**Problem details:**
Read the lines of the data below and retrieve those with "failed".

Stored items:
__________

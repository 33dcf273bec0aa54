//! Sequential bit-level reading and writing.
//!
//! Values are written most significant bit first, and bits fill each byte starting from its most
//! significant bit. The stream is one continuous run of bits; only the final byte is padded, with
//! zeros.

use crate::error::{Error, Result};

/// Widest value that can be appended or read in one call.
pub const MAX_WIDTH: usize = 64;

fn low_mask(width: usize) -> u64 {
    if width >= MAX_WIDTH {
        u64::MAX
    } else {
        (1u64 << width) - 1
    }
}

/// Append-only bit stream.
#[derive(Clone, Debug, Default)]
pub struct BitWriter {
    bytes: Vec<u8>,
    bit_len: usize,
}

impl BitWriter {
    pub fn new() -> Self {
        Self::default()
    }

    /// Create a writer with room for `bits` bits before it needs to grow.
    pub fn with_capacity(bits: usize) -> Self {
        Self {
            bytes: Vec::with_capacity((bits + 7) / 8),
            bit_len: 0,
        }
    }

    /// Number of bits written so far.
    pub fn bit_len(&self) -> usize {
        self.bit_len
    }

    /// Append the low `width` bits of `value`. Fails instead of truncating if `value` needs more
    /// than `width` bits.
    pub fn append(&mut self, value: u64, width: usize) -> Result<()> {
        if width > MAX_WIDTH || value & !low_mask(width) != 0 {
            return Err(Error::ValueOverflow { value, width });
        }
        let mut remaining = width;
        while remaining > 0 {
            let used = self.bit_len % 8;
            if used == 0 {
                self.bytes.push(0);
            }
            let free = 8 - used;
            let take = free.min(remaining);
            let chunk = ((value >> (remaining - take)) & low_mask(take)) as u8;
            if let Some(last) = self.bytes.last_mut() {
                *last |= chunk << (free - take);
            }
            remaining -= take;
            self.bit_len += take;
        }
        Ok(())
    }

    /// Finish writing. The result is `ceil(bit_len / 8)` bytes long, with unused trailing bits
    /// left at zero.
    pub fn into_bytes(self) -> Vec<u8> {
        self.bytes
    }
}

/// Sequential reader over a byte slice, starting at bit 0.
#[derive(Clone, Debug)]
pub struct BitReader<'a> {
    data: &'a [u8],
    pos: usize,
}

impl<'a> BitReader<'a> {
    pub fn new(data: &'a [u8]) -> Self {
        Self { data, pos: 0 }
    }

    /// Bit offset of the next read.
    pub fn position(&self) -> usize {
        self.pos
    }

    /// Bits left before the end of the data, including any trailing pad bits.
    pub fn remaining(&self) -> usize {
        self.data.len() * 8 - self.pos
    }

    /// Read the next `width` bits as an unsigned integer and advance past them.
    pub fn read(&mut self, width: usize) -> Result<u64> {
        if width > MAX_WIDTH {
            return Err(Error::ValueOverflow {
                value: 0,
                width,
            });
        }
        let remaining = self.remaining();
        if width > remaining {
            return Err(Error::BufferUnderflow {
                requested: width,
                remaining,
            });
        }
        let mut value = 0u64;
        let mut left = width;
        while left > 0 {
            let byte = self.data[self.pos / 8];
            let avail = 8 - (self.pos % 8);
            let take = avail.min(left);
            let chunk = (byte >> (avail - take)) as u64 & low_mask(take);
            value = (value << take) | chunk;
            left -= take;
            self.pos += take;
        }
        Ok(value)
    }
}

#[cfg(test)]
mod test {
    use super::*;

    #[test]
    fn packs_msb_first() {
        let mut w = BitWriter::new();
        w.append(0b0001, 4).unwrap();
        w.append(0b1000, 4).unwrap();
        w.append(0b101, 3).unwrap();
        assert_eq!(w.bit_len(), 11);
        assert_eq!(w.into_bytes(), vec![0x18, 0b1010_0000]);
    }

    #[test]
    fn spans_byte_boundaries() {
        let mut w = BitWriter::new();
        w.append(0b11, 2).unwrap();
        w.append(0xABCD, 16).unwrap();
        w.append(0, 6).unwrap();
        let bytes = w.into_bytes();
        assert_eq!(bytes, vec![0b1110_1010, 0b1111_0011, 0b0100_0000]);

        let mut r = BitReader::new(&bytes);
        assert_eq!(r.read(2).unwrap(), 0b11);
        assert_eq!(r.read(16).unwrap(), 0xABCD);
        assert_eq!(r.read(6).unwrap(), 0);
        assert_eq!(r.remaining(), 0);
    }

    #[test]
    fn full_width_values() {
        let mut w = BitWriter::with_capacity(68);
        w.append(0b1, 4).unwrap();
        w.append(u64::MAX, 64).unwrap();
        let bytes = w.into_bytes();
        assert_eq!(bytes.len(), 9);
        let mut r = BitReader::new(&bytes);
        assert_eq!(r.read(4).unwrap(), 1);
        assert_eq!(r.read(64).unwrap(), u64::MAX);
    }

    #[test]
    fn zero_width_is_a_no_op() {
        let mut w = BitWriter::new();
        w.append(0, 0).unwrap();
        assert_eq!(w.bit_len(), 0);
        assert!(w.into_bytes().is_empty());
        let mut r = BitReader::new(&[]);
        assert_eq!(r.read(0).unwrap(), 0);
    }

    #[test]
    fn rejects_values_wider_than_field() {
        let mut w = BitWriter::new();
        assert_eq!(
            w.append(16, 4),
            Err(Error::ValueOverflow { value: 16, width: 4 })
        );
        assert_eq!(
            w.append(1, 0),
            Err(Error::ValueOverflow { value: 1, width: 0 })
        );
        assert_eq!(w.bit_len(), 0, "failed appends shouldn't write anything");
    }

    #[test]
    fn underflow() {
        let data = [0xFF];
        let mut r = BitReader::new(&data);
        r.read(6).unwrap();
        assert_eq!(
            r.read(4),
            Err(Error::BufferUnderflow {
                requested: 4,
                remaining: 2
            })
        );
        assert_eq!(r.position(), 6, "failed reads shouldn't advance");
    }
}
#![no_main]
use libfuzzer_sys::fuzz_target;

fuzz_target!(|data: &[u8]| {
    // Anything that decodes must re-encode and decode to the same tree.
    if let Ok(schema) = schema_pack::decode(data) {
        let bytes = schema_pack::encode(&schema).expect("decoded schema should re-encode");
        let again = schema_pack::decode(&bytes).expect("re-encoded schema should decode");
        assert_eq!(schema, again);
    }
});
use std::fs;
use std::path::{Path, PathBuf};
use log::{debug, info};
use walkdir::WalkDir;
use crate::domain::CopyReport;
use crate::error::AssetError;

/// Lists the direct entries of `source`, sorted by file name.
///
/// Nothing on disk is touched, so a missing source leaves the destination alone.
pub fn list_entries(source: &Path) -> Result<Vec<PathBuf>, AssetError> {
    let unreadable = |e| AssetError::SourceUnreadable {
        path: source.to_path_buf(),
        source: e,
    };

    let mut entries = Vec::new();
    for entry in fs::read_dir(source).map_err(unreadable)? {
        entries.push(entry.map_err(unreadable)?.path());
    }
    entries.sort_by(|a, b| a.file_name().cmp(&b.file_name()));
    Ok(entries)
}

pub fn prepare_dest_dir(dest: &Path) -> Result<(), AssetError> {
    // Existing contents are kept, only missing directories are created
    if !dest.is_dir() {
        info!("Creating asset directory: {}", dest.display());
    }
    create_dir(dest)
}

fn create_dir(path: &Path) -> Result<(), AssetError> {
    fs::create_dir_all(path).map_err(|e| AssetError::CreateDest {
        path: path.to_path_buf(),
        source: e,
    })
}

/// Copies one flat file, overwriting `output_path`. Returns the number of bytes written.
pub fn process_asset(path: &Path, output_path: &Path) -> Result<u64, AssetError> {
    if path.is_dir() {
        return Err(AssetError::NotAFile {
            path: path.to_path_buf(),
        });
    }
    if let Some(parent) = output_path.parent() {
        create_dir(parent)?;
    }
    debug!("Copying asset: {} -> {}", path.display(), output_path.display());
    fs::copy(path, output_path).map_err(|e| AssetError::Copy {
        from: path.to_path_buf(),
        to: output_path.to_path_buf(),
        source: e,
    })
}

/// Mirrors the tree under `src_dir` into `dest_dir`. Symlinked directories are followed.
pub fn copy_tree(src_dir: &Path, dest_dir: &Path, report: &mut CopyReport) -> Result<(), AssetError> {
    for entry in WalkDir::new(src_dir).follow_links(true).sort_by_file_name() {
        let entry = entry?;
        let path = entry.path();

        // Preserve relative structure under dest_dir
        let relative_path = path.strip_prefix(src_dir).map_err(|_e| {
            std::io::Error::new(
                std::io::ErrorKind::Other,
                format!("{} escaped {}", path.display(), src_dir.display()),
            )
        })?;
        let output_path = dest_dir.join(relative_path);

        if entry.file_type().is_dir() {
            create_dir(&output_path)?;
            continue;
        }
        let bytes = process_asset(path, &output_path)?;
        report.record(output_path, bytes);
    }
    Ok(())
}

__________

**Exercise answer:**
        assert_eq!(w.bit_len(), 0, "failed appends shouldn't write anything");
        assert_eq!(r.position(), 6, "failed reads shouldn't advance");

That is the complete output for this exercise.